//! Operator enums shared by the builder and the evaluator.

use std::fmt;

/// Binary operators, including the short-circuiting ones.
#[derive(Debug, Clone, Copy, PartialEq, Eq, Hash)]
pub enum BinaryOp {
    Add,
    Sub,
    Mul,
    Div,
    Rem,
    BitAnd,
    BitOr,
    BitXor,
    Shl,
    Shr,
    /// `>>>`, logical right shift.
    UShr,
    Equal,
    NotEqual,
    Less,
    LessEqual,
    Greater,
    GreaterEqual,
    AndAlso,
    OrElse,
    Coalesce,
}

impl BinaryOp {
    /// Parse an operator token as it appears in source.
    pub fn from_token(token: &str) -> Option<Self> {
        Some(match token {
            "+" => BinaryOp::Add,
            "-" => BinaryOp::Sub,
            "*" => BinaryOp::Mul,
            "/" => BinaryOp::Div,
            "%" => BinaryOp::Rem,
            "&" => BinaryOp::BitAnd,
            "|" => BinaryOp::BitOr,
            "^" => BinaryOp::BitXor,
            "<<" => BinaryOp::Shl,
            ">>" => BinaryOp::Shr,
            ">>>" => BinaryOp::UShr,
            "==" => BinaryOp::Equal,
            "!=" => BinaryOp::NotEqual,
            "<" => BinaryOp::Less,
            "<=" => BinaryOp::LessEqual,
            ">" => BinaryOp::Greater,
            ">=" => BinaryOp::GreaterEqual,
            "&&" => BinaryOp::AndAlso,
            "||" => BinaryOp::OrElse,
            "??" => BinaryOp::Coalesce,
            _ => return None,
        })
    }

    pub const fn token(self) -> &'static str {
        match self {
            BinaryOp::Add => "+",
            BinaryOp::Sub => "-",
            BinaryOp::Mul => "*",
            BinaryOp::Div => "/",
            BinaryOp::Rem => "%",
            BinaryOp::BitAnd => "&",
            BinaryOp::BitOr => "|",
            BinaryOp::BitXor => "^",
            BinaryOp::Shl => "<<",
            BinaryOp::Shr => ">>",
            BinaryOp::UShr => ">>>",
            BinaryOp::Equal => "==",
            BinaryOp::NotEqual => "!=",
            BinaryOp::Less => "<",
            BinaryOp::LessEqual => "<=",
            BinaryOp::Greater => ">",
            BinaryOp::GreaterEqual => ">=",
            BinaryOp::AndAlso => "&&",
            BinaryOp::OrElse => "||",
            BinaryOp::Coalesce => "??",
        }
    }

    pub const fn is_equality(self) -> bool {
        matches!(self, BinaryOp::Equal | BinaryOp::NotEqual)
    }

    pub const fn is_relational(self) -> bool {
        matches!(
            self,
            BinaryOp::Less | BinaryOp::LessEqual | BinaryOp::Greater | BinaryOp::GreaterEqual
        )
    }

    /// Equality or relational: the result is always `bool`.
    pub const fn is_comparison(self) -> bool {
        self.is_equality() || self.is_relational()
    }

    pub const fn is_shift(self) -> bool {
        matches!(self, BinaryOp::Shl | BinaryOp::Shr | BinaryOp::UShr)
    }

    pub const fn is_bitwise(self) -> bool {
        matches!(self, BinaryOp::BitAnd | BinaryOp::BitOr | BinaryOp::BitXor)
    }

    /// Name of the static method implementing this operator on a user type.
    pub const fn method_name(self) -> Option<&'static str> {
        Some(match self {
            BinaryOp::Add => "op_Addition",
            BinaryOp::Sub => "op_Subtraction",
            BinaryOp::Mul => "op_Multiply",
            BinaryOp::Div => "op_Division",
            BinaryOp::Rem => "op_Modulus",
            BinaryOp::BitAnd => "op_BitwiseAnd",
            BinaryOp::BitOr => "op_BitwiseOr",
            BinaryOp::BitXor => "op_ExclusiveOr",
            BinaryOp::Shl => "op_LeftShift",
            BinaryOp::Shr => "op_RightShift",
            BinaryOp::UShr => "op_UnsignedRightShift",
            BinaryOp::Equal => "op_Equality",
            BinaryOp::NotEqual => "op_Inequality",
            BinaryOp::Less => "op_LessThan",
            BinaryOp::LessEqual => "op_LessThanOrEqual",
            BinaryOp::Greater => "op_GreaterThan",
            BinaryOp::GreaterEqual => "op_GreaterThanOrEqual",
            BinaryOp::AndAlso | BinaryOp::OrElse | BinaryOp::Coalesce => return None,
        })
    }
}

/// Rendered the way typed trees print (`AndAlso`, `OrElse`).
impl fmt::Display for BinaryOp {
    fn fmt(&self, f: &mut fmt::Formatter<'_>) -> fmt::Result {
        match self {
            BinaryOp::AndAlso => write!(f, "AndAlso"),
            BinaryOp::OrElse => write!(f, "OrElse"),
            other => write!(f, "{}", other.token()),
        }
    }
}

/// Unary operators surviving into the typed tree. Casts become conversion
/// nodes instead.
#[derive(Debug, Clone, Copy, PartialEq, Eq, Hash)]
pub enum UnaryOp {
    Negate,
    Plus,
    /// Logical not on `bool`, bitwise complement on integers.
    Not,
    OnesComplement,
}

impl UnaryOp {
    pub const fn token(self) -> &'static str {
        match self {
            UnaryOp::Negate => "-",
            UnaryOp::Plus => "+",
            UnaryOp::Not => "!",
            UnaryOp::OnesComplement => "~",
        }
    }

    pub const fn method_name(self) -> &'static str {
        match self {
            UnaryOp::Negate => "op_UnaryNegation",
            UnaryOp::Plus => "op_UnaryPlus",
            UnaryOp::Not => "op_LogicalNot",
            UnaryOp::OnesComplement => "op_OnesComplement",
        }
    }
}

impl fmt::Display for UnaryOp {
    fn fmt(&self, f: &mut fmt::Formatter<'_>) -> fmt::Result {
        write!(f, "{}", self.token())
    }
}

EXERCISE AIM:
Type the material above out again, exactly.

EXERCISE RESPONSE:
//! Operator enums shared by the builder and the evaluator.

use std::fmt;

/// Binary operators, including the short-circuiting ones.
#[derive(Debug, Clone, Copy, PartialEq, Eq, Hash)]
pub enum BinaryOp {
    Add,
    Sub,
    Mul,
    Div,
    Rem,
    BitAnd,
    BitOr,
    BitXor,
    Shl,
    Shr,
    /// `>>>`, logical right shift.
    UShr,
    Equal,
    NotEqual,
    Less,
    LessEqual,
    Greater,
    GreaterEqual,
    AndAlso,
    OrElse,
    Coalesce,
}

impl BinaryOp {
    /// Parse an operator token as it appears in source.
    pub fn from_token(token: &str) -> Option<Self> {
        Some(match token {
            "+" => BinaryOp::Add,
            "-" => BinaryOp::Sub,
            "*" => BinaryOp::Mul,
            "/" => BinaryOp::Div,
            "%" => BinaryOp::Rem,
            "&" => BinaryOp::BitAnd,
            "|" => BinaryOp::BitOr,
            "^" => BinaryOp::BitXor,
            "<<" => BinaryOp::Shl,
            ">>" => BinaryOp::Shr,
            ">>>" => BinaryOp::UShr,
            "==" => BinaryOp::Equal,
            "!=" => BinaryOp::NotEqual,
            "<" => BinaryOp::Less,
            "<=" => BinaryOp::LessEqual,
            ">" => BinaryOp::Greater,
            ">=" => BinaryOp::GreaterEqual,
            "&&" => BinaryOp::AndAlso,
            "||" => BinaryOp::OrElse,
            "??" => BinaryOp::Coalesce,
            _ => return None,
        })
    }

    pub const fn token(self) -> &'static str {
        match self {
            BinaryOp::Add => "+",
            BinaryOp::Sub => "-",
            BinaryOp::Mul => "*",
            BinaryOp::Div => "/",
            BinaryOp::Rem => "%",
            BinaryOp::BitAnd => "&",
            BinaryOp::BitOr => "|",
            BinaryOp::BitXor => "^",
            BinaryOp::Shl => "<<",
            BinaryOp::Shr => ">>",
            BinaryOp::UShr => ">>>",
            BinaryOp::Equal => "==",
            BinaryOp::NotEqual => "!=",
            BinaryOp::Less => "<",
            BinaryOp::LessEqual => "<=",
            BinaryOp::Greater => ">",
            BinaryOp::GreaterEqual => ">=",
            BinaryOp::AndAlso => "&&",
            BinaryOp::OrElse => "||",
            BinaryOp::Coalesce => "??",
        }
    }

    pub const fn is_equality(self) -> bool {
        matches!(self, BinaryOp::Equal | BinaryOp::NotEqual)
    }

    pub const fn is_relational(self) -> bool {
        matches!(
            self,
            BinaryOp::Less | BinaryOp::LessEqual | BinaryOp::Greater | BinaryOp::GreaterEqual
        )
    }

    /// Equality or relational: the result is always `bool`.
    pub const fn is_comparison(self) -> bool {
        self.is_equality() || self.is_relational()
    }

    pub const fn is_shift(self) -> bool {
        matches!(self, BinaryOp::Shl | BinaryOp::Shr | BinaryOp::UShr)
    }

    pub const fn is_bitwise(self) -> bool {
        matches!(self, BinaryOp::BitAnd | BinaryOp::BitOr | BinaryOp::BitXor)
    }

    /// Name of the static method implementing this operator on a user type.
    pub const fn method_name(self) -> Option<&'static str> {
        Some(match self {
            BinaryOp::Add => "op_Addition",
            BinaryOp::Sub => "op_Subtraction",
            BinaryOp::Mul => "op_Multiply",
            BinaryOp::Div => "op_Division",
            BinaryOp::Rem => "op_Modulus",
            BinaryOp::BitAnd => "op_BitwiseAnd",
            BinaryOp::BitOr => "op_BitwiseOr",
            BinaryOp::BitXor => "op_ExclusiveOr",
            BinaryOp::Shl => "op_LeftShift",
            BinaryOp::Shr => "op_RightShift",
            BinaryOp::UShr => "op_UnsignedRightShift",
            BinaryOp::Equal => "op_Equality",
            BinaryOp::NotEqual => "op_Inequality",
            BinaryOp::Less => "op_LessThan",
            BinaryOp::LessEqual => "op_LessThanOrEqual",
            BinaryOp::Greater => "op_GreaterThan",
            BinaryOp::GreaterEqual => "op_GreaterThanOrEqual",
            BinaryOp::AndAlso | BinaryOp::OrElse | BinaryOp::Coalesce => return None,
        })
    }
}

/// Rendered the way typed trees print (`AndAlso`, `OrElse`).
impl fmt::Display for BinaryOp {
    fn fmt(&self, f: &mut fmt::Formatter<'_>) -> fmt::Result {
        match self {
            BinaryOp::AndAlso => write!(f, "AndAlso"),
            BinaryOp::OrElse => write!(f, "OrElse"),
            other => write!(f, "{}", other.token()),
        }
    }
}

/// Unary operators surviving into the typed tree. Casts become conversion
/// nodes instead.
#[derive(Debug, Clone, Copy, PartialEq, Eq, Hash)]
pub enum UnaryOp {
    Negate,
    Plus,
    /// Logical not on `bool`, bitwise complement on integers.
    Not,
    OnesComplement,
}

impl UnaryOp {
    pub const fn token(self) -> &'static str {
        match self {
            UnaryOp::Negate => "-",
            UnaryOp::Plus => "+",
            UnaryOp::Not => "!",
            UnaryOp::OnesComplement => "~",
        }
    }

    pub const fn method_name(self) -> &'static str {
        match self {
            UnaryOp::Negate => "op_UnaryNegation",
            UnaryOp::Plus => "op_UnaryPlus",
            UnaryOp::Not => "op_LogicalNot",
            UnaryOp::OnesComplement => "op_OnesComplement",
        }
    }
}

impl fmt::Display for UnaryOp {
    fn fmt(&self, f: &mut fmt::Formatter<'_>) -> fmt::Result {
        write!(f, "{}", self.token())
    }
}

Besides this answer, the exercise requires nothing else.